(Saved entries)
------------
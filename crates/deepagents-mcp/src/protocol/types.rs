//! MCP payloads: initialization handshake, tool listing and tool calls.

use serde::{Deserialize, Serialize};
use serde_json::Value;

/// Protocol revision sent in `initialize`.
pub const MCP_PROTOCOL_VERSION: &str = "2025-06-18";

#[derive(Debug, Clone, Serialize)]
#[serde(rename_all = "camelCase")]
pub struct InitializeParams {
    pub protocol_version: String,
    pub capabilities: ClientCapabilities,
    pub client_info: ClientInfo,
}

impl InitializeParams {
    pub fn new(client_info: ClientInfo) -> Self {
        Self {
            protocol_version: MCP_PROTOCOL_VERSION.to_string(),
            capabilities: ClientCapabilities::default(),
            client_info,
        }
    }
}

/// The CLI only consumes tools, so it advertises no optional capabilities.
#[derive(Debug, Clone, Default, Serialize)]
pub struct ClientCapabilities {
    #[serde(skip_serializing_if = "Option::is_none")]
    pub experimental: Option<Value>,
}

#[derive(Debug, Clone, PartialEq, Eq, Serialize, Deserialize)]
pub struct ClientInfo {
    pub name: String,
    pub version: String,
}

impl Default for ClientInfo {
    fn default() -> Self {
        Self {
            name: "deepagents-custom".to_string(),
            version: env!("CARGO_PKG_VERSION").to_string(),
        }
    }
}

#[derive(Debug, Clone, Deserialize)]
#[serde(rename_all = "camelCase")]
pub struct InitializeResult {
    pub protocol_version: String,

    #[serde(default)]
    pub capabilities: ServerCapabilities,

    #[serde(default)]
    pub server_info: Option<ServerInfo>,

    #[serde(default)]
    pub instructions: Option<String>,
}

#[derive(Debug, Clone, Default, Deserialize)]
pub struct ServerCapabilities {
    #[serde(default)]
    pub tools: Option<Value>,

    #[serde(default)]
    pub resources: Option<Value>,

    #[serde(default)]
    pub prompts: Option<Value>,
}

impl ServerCapabilities {
    pub fn supports_tools(&self) -> bool {
        self.tools.is_some()
    }
}

#[derive(Debug, Clone, Deserialize)]
pub struct ServerInfo {
    pub name: String,

    #[serde(default)]
    pub version: Option<String>,
}

/// A tool as advertised by `tools/list`.
#[derive(Debug, Clone, PartialEq, Serialize, Deserialize)]
#[serde(rename_all = "camelCase")]
pub struct McpTool {
    pub name: String,

    #[serde(default, skip_serializing_if = "Option::is_none")]
    pub title: Option<String>,

    #[serde(default, skip_serializing_if = "Option::is_none")]
    pub description: Option<String>,

    #[serde(default, skip_serializing_if = "Option::is_none")]
    pub input_schema: Option<Value>,
}

impl McpTool {
    /// Description if present, else the title.
    pub fn summary(&self) -> Option<&str> {
        self.description
            .as_deref()
            .filter(|d| !d.trim().is_empty())
            .or_else(|| self.title.as_deref().filter(|t| !t.trim().is_empty()))
    }
}

#[derive(Debug, Clone, Default, Serialize)]
pub struct ListToolsParams {
    #[serde(skip_serializing_if = "Option::is_none")]
    pub cursor: Option<String>,
}

#[derive(Debug, Clone, Deserialize)]
#[serde(rename_all = "camelCase")]
pub struct ListToolsResult {
    #[serde(default)]
    pub tools: Vec<McpTool>,

    #[serde(default)]
    pub next_cursor: Option<String>,
}

#[derive(Debug, Clone, Serialize)]
pub struct CallToolParams {
    pub name: String,
    pub arguments: Value,
}

#[derive(Debug, Clone, Default, PartialEq, Serialize, Deserialize)]
#[serde(rename_all = "camelCase")]
pub struct CallToolResult {
    #[serde(default)]
    pub content: Vec<ContentBlock>,

    #[serde(default, skip_serializing_if = "Option::is_none")]
    pub structured_content: Option<Value>,

    #[serde(default)]
    pub is_error: bool,
}

impl CallToolResult {
    pub fn text(text: impl Into<String>) -> Self {
        Self {
            content: vec![ContentBlock::text(text)],
            ..Self::default()
        }
    }
}

#[derive(Debug, Clone, Copy, PartialEq, Eq, Serialize, Deserialize)]
#[serde(rename_all = "lowercase")]
pub enum TextTag {
    Text,
}

/// One entry of a tool result's `content` array. Only text is interpreted;
/// images, audio and resources are carried through as raw JSON.
#[derive(Debug, Clone, PartialEq, Serialize, Deserialize)]
#[serde(untagged)]
pub enum ContentBlock {
    Text {
        #[serde(rename = "type")]
        kind: TextTag,
        text: String,
    },
    Other(Value),
}

impl ContentBlock {
    pub fn text(text: impl Into<String>) -> Self {
        ContentBlock::Text {
            kind: TextTag::Text,
            text: text.into(),
        }
    }

    pub fn as_text(&self) -> Option<&str> {
        match self {
            ContentBlock::Text { text, .. } => Some(text),
            ContentBlock::Other(_) => None,
        }
    }
}
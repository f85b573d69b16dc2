//! # deepagents-mcp
//!
//! Model Context Protocol (MCP) client used by `deepagents-custom` to expose
//! tools from external MCP servers to the agent.
//!
//! Servers are declared in a `.mcp.json` file, found by searching upward from
//! the working directory. Each server is reached over one of three transports:
//!
//! - **stdio**: `{"command": "npx", "args": [...], "env": {...}}`
//! - **streamable HTTP**: `{"url": "https://...", "headers": {...}}`
//! - **SSE** (legacy): `{"type": "sse", "url": "https://..."}`
//!
//! Every remote tool is wrapped as a [`deepagents_core::Tool`] named
//! `<server>__<tool>`.
//!
//! ## Example
//!
//! ```rust,ignore
//! use deepagents_mcp::McpToolset;
//!
//! let toolset = McpToolset::open(std::path::Path::new(".")).await;
//! for error in &toolset.errors {
//!     eprintln!("warning: {error}");
//! }
//! for tool in &toolset.tools {
//!     println!("{}", tool.schema().name);
//! }
//! toolset.close().await;
//! ```

pub mod config;
pub mod protocol;
pub mod transport;

mod client;
mod toolset;

pub use client::{McpClient, McpClientConfig};
pub use config::{
    extract_servers, find_config_path, load_config, ConfigError, ServerConfig, CONFIG_FILE_NAME,
};
pub use protocol::{
    error::McpError,
    types::{CallToolResult, ContentBlock, McpTool},
};
pub use toolset::{format_call_result, Connector, DefaultConnector, McpServerTool, McpToolset};
pub use transport::Transport;

#[cfg(feature = "stdio")]
pub use transport::stdio::{StdioServerParams, StdioTransport};

#[cfg(feature = "http")]
pub use transport::{http::HttpTransport, sse::SseTransport};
------------
Repeat the data word for word, starting at its first line and stopping after the line that contains "pub struct InitializeParams".

filename crates/deepagents-mcp/src/protocol/types.rs
//! MCP payloads: initialization handshake, tool listing and tool calls.

use serde::{Deserialize, Serialize};
use serde_json::Value;

/// Protocol revision sent in `initialize`.
pub const MCP_PROTOCOL_VERSION: &str = "2025-06-18";

#[derive(Debug, Clone, Serialize)]
#[serde(rename_all = "camelCase")]
pub struct InitializeParams {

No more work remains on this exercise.